_Task description_
Please find the lines in the following records that hold "queue", and copy them.

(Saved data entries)

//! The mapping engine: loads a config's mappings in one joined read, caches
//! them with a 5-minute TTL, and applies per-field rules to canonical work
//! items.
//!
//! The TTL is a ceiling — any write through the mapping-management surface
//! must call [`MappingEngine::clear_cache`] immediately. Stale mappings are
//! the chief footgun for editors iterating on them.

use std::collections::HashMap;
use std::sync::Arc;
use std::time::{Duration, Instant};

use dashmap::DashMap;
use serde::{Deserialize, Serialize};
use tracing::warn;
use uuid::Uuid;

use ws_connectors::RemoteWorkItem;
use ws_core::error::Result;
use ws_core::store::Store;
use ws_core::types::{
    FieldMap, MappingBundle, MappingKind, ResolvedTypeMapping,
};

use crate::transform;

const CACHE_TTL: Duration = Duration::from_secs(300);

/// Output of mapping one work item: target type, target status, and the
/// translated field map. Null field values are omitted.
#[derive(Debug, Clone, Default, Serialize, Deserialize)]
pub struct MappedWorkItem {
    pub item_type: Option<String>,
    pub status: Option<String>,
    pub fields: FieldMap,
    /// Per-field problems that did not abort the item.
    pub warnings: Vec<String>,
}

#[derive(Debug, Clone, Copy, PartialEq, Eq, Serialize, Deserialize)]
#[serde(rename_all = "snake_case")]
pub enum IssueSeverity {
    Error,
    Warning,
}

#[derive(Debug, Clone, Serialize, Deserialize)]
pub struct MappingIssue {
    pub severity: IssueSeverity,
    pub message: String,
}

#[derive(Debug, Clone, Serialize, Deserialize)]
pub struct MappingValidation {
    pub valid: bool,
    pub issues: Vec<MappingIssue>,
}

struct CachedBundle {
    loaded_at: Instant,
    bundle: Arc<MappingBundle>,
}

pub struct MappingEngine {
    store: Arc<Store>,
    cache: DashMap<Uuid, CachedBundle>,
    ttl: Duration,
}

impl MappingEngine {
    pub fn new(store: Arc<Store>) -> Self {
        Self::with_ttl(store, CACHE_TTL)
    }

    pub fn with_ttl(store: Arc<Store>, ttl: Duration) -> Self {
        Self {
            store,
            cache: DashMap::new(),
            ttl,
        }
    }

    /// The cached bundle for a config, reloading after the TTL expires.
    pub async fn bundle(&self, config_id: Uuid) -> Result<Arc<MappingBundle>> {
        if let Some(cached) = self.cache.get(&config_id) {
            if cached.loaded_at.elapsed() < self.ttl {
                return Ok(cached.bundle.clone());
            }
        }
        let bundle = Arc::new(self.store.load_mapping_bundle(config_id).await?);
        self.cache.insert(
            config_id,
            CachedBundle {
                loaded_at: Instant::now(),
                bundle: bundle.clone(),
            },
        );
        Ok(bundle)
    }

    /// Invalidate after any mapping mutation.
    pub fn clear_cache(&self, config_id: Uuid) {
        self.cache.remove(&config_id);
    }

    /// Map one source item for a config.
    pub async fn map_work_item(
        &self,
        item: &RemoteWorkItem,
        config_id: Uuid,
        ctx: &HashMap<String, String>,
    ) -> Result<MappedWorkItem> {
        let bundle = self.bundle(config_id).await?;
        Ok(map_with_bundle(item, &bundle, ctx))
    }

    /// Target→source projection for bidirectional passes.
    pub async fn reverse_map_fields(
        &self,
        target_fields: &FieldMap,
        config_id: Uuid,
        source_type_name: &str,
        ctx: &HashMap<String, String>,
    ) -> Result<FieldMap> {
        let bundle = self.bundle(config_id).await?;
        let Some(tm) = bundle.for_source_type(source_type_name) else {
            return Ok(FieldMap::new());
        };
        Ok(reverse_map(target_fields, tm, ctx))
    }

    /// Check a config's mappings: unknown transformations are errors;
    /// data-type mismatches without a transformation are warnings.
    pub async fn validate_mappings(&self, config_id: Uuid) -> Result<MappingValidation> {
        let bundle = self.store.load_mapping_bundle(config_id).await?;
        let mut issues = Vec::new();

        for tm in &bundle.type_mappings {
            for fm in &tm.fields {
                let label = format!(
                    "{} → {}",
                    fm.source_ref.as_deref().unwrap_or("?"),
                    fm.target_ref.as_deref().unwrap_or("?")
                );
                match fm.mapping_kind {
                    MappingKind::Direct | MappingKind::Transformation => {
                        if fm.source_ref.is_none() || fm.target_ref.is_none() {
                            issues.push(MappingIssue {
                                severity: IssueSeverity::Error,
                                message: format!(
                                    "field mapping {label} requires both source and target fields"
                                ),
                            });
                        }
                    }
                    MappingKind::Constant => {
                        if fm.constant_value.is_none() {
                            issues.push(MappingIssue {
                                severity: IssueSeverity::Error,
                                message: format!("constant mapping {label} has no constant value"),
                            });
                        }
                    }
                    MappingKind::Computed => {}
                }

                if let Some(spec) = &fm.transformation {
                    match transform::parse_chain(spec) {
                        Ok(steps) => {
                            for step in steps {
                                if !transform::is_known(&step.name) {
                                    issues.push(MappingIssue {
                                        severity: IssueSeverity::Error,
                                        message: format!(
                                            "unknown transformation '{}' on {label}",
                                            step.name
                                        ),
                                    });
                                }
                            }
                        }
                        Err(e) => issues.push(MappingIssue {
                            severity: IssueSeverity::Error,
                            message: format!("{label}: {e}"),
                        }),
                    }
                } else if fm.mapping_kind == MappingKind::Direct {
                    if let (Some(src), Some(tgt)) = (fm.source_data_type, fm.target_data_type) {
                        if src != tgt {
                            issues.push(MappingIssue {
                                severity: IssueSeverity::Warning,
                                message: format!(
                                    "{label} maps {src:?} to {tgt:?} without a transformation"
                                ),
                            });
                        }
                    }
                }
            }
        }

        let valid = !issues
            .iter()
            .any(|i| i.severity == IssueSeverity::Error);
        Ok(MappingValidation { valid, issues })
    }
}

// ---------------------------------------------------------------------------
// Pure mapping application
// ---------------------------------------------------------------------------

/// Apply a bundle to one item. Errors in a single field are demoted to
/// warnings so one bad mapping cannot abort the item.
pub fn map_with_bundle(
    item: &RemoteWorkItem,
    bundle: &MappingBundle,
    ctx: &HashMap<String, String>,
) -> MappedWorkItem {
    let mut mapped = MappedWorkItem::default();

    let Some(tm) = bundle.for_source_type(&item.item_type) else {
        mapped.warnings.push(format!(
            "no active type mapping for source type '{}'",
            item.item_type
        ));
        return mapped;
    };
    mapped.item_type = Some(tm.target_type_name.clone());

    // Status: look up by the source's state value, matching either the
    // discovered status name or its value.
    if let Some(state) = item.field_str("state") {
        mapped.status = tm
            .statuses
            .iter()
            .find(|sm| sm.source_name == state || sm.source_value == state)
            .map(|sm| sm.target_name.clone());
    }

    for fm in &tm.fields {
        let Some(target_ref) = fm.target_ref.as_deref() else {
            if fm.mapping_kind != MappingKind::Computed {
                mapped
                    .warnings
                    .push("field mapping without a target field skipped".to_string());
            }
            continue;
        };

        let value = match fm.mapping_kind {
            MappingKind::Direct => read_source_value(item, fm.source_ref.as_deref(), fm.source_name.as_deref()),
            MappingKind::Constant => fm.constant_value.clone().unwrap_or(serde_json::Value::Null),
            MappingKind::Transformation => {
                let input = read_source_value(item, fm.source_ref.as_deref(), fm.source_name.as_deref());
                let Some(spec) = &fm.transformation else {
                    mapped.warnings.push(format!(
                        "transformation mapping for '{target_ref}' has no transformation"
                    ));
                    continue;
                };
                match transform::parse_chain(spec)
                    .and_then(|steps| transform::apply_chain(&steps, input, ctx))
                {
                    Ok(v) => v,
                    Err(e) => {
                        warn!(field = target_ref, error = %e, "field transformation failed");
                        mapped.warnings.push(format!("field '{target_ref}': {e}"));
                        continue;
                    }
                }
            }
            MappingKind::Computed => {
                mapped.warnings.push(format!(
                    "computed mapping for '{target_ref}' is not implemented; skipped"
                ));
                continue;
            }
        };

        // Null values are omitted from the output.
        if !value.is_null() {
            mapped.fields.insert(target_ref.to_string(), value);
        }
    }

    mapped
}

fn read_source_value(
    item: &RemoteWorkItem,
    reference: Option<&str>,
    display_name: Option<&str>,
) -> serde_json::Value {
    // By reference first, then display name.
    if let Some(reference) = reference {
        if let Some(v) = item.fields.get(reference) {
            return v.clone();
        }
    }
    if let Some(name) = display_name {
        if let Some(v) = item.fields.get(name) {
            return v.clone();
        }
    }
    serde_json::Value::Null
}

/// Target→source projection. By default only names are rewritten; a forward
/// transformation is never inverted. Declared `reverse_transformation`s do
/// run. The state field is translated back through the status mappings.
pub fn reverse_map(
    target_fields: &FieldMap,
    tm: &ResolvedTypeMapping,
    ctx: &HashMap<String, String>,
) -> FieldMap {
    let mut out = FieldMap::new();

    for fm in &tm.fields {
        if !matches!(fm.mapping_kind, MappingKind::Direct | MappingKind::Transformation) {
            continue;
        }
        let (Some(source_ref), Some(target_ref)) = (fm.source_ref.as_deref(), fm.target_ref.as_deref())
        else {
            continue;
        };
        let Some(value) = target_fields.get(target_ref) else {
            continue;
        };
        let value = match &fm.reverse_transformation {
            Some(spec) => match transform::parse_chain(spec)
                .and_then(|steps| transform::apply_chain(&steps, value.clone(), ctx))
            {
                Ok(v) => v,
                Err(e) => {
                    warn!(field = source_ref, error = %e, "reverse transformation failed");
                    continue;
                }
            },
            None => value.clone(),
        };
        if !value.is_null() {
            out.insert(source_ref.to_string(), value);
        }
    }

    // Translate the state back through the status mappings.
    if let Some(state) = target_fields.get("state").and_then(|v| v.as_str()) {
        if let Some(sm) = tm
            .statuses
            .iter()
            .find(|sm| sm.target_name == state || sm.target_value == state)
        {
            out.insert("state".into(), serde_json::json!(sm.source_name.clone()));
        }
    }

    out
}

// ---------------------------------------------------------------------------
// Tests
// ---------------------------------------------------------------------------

* * *

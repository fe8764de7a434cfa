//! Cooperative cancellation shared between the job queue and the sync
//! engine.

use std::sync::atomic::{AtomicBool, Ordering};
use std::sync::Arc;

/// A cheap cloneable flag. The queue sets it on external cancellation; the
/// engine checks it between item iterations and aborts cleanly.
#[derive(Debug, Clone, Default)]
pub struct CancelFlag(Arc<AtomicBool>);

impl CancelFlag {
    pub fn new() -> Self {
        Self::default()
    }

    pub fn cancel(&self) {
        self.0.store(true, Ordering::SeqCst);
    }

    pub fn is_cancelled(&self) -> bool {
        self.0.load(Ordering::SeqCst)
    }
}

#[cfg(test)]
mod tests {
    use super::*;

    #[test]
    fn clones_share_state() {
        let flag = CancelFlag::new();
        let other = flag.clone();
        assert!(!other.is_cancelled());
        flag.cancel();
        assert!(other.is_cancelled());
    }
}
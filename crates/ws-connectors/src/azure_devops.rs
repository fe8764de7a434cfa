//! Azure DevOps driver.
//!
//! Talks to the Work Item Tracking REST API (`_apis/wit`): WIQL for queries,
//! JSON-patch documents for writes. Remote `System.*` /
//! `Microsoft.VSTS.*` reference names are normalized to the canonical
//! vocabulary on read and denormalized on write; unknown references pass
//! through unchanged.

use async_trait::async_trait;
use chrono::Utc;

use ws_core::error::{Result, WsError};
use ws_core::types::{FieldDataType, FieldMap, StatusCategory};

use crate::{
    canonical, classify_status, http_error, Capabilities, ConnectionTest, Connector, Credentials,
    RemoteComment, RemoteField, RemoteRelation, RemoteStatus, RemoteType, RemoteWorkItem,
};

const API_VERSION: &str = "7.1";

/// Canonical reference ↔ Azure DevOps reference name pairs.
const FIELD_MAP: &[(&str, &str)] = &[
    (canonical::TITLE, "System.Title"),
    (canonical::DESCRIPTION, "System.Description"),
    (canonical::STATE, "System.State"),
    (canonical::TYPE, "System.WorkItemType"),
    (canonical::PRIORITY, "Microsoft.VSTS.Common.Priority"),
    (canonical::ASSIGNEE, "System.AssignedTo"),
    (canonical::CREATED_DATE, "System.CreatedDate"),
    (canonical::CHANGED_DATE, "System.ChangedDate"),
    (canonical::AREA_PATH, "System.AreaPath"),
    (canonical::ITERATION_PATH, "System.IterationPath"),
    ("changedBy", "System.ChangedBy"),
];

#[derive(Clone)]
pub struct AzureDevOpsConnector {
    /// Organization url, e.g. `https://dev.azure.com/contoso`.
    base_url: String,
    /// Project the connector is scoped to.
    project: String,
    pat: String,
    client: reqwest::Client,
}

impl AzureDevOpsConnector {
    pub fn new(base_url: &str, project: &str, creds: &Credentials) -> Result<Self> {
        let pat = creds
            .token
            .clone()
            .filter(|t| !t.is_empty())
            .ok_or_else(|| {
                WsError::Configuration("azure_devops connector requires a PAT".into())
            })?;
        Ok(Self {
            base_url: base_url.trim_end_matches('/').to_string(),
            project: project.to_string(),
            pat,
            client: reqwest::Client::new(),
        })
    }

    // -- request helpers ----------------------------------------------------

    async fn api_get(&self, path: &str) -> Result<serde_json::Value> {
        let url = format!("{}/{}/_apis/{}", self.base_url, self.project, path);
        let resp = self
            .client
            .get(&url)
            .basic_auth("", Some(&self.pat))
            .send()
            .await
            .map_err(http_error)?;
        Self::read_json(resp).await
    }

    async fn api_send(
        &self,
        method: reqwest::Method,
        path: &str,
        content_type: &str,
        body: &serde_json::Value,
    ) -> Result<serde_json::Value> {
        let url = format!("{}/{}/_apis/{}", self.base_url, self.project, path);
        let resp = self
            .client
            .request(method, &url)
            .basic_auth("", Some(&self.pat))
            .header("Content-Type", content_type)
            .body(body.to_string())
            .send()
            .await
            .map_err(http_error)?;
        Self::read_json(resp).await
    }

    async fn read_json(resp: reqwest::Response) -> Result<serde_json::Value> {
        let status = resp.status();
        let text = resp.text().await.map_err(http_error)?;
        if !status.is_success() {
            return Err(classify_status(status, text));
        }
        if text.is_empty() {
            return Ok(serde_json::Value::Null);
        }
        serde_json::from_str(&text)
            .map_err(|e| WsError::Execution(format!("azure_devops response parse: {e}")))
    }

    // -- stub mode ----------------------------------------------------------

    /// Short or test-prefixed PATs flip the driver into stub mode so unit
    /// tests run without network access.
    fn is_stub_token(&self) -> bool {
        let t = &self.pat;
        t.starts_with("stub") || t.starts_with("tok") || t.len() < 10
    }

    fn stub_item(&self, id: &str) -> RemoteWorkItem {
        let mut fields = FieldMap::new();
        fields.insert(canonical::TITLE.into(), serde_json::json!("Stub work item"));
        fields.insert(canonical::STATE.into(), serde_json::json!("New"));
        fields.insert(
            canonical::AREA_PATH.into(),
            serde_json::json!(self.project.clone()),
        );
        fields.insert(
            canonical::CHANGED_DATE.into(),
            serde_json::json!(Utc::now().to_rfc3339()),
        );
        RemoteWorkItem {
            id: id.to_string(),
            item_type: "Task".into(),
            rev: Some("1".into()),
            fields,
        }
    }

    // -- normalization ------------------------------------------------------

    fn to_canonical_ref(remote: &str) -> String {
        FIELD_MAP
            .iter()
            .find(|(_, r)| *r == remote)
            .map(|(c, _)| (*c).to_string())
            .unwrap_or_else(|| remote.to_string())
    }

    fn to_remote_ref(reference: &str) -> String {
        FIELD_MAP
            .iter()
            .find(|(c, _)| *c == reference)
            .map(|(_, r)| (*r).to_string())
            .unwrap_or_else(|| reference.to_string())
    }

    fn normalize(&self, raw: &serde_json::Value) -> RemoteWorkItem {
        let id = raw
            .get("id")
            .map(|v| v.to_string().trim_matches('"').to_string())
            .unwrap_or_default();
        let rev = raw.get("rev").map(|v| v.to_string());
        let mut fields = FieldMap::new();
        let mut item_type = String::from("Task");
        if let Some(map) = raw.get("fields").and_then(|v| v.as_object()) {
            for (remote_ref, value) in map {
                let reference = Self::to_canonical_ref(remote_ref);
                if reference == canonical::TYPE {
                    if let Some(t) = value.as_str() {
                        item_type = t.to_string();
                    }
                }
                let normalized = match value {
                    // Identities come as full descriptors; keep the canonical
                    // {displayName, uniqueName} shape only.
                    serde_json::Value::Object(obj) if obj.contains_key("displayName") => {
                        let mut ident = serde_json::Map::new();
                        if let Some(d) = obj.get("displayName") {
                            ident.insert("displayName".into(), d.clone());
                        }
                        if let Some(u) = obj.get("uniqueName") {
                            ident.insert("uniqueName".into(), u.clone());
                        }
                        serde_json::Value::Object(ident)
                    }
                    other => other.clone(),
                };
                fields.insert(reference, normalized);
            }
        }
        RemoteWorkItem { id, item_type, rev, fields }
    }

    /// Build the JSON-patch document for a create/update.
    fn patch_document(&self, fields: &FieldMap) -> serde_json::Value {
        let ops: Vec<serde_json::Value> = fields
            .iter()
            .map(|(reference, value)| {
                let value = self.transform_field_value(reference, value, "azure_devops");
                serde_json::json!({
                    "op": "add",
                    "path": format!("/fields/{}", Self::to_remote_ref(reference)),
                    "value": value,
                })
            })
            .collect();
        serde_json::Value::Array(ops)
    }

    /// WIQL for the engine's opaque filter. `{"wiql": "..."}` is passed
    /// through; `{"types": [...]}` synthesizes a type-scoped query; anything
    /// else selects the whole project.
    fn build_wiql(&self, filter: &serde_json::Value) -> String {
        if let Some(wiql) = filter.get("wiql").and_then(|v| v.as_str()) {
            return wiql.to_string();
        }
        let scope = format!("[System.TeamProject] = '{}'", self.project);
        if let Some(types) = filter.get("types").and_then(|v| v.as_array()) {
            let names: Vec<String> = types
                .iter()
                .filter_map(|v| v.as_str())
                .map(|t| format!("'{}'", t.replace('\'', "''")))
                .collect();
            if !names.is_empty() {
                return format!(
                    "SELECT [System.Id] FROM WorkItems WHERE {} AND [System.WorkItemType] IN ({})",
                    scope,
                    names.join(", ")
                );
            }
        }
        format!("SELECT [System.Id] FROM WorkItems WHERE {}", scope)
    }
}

_Solution to the exercise_
//! Cooperative cancellation shared between the job queue and the sync
/// A cheap cloneable flag. The queue sets it on external cancellation; the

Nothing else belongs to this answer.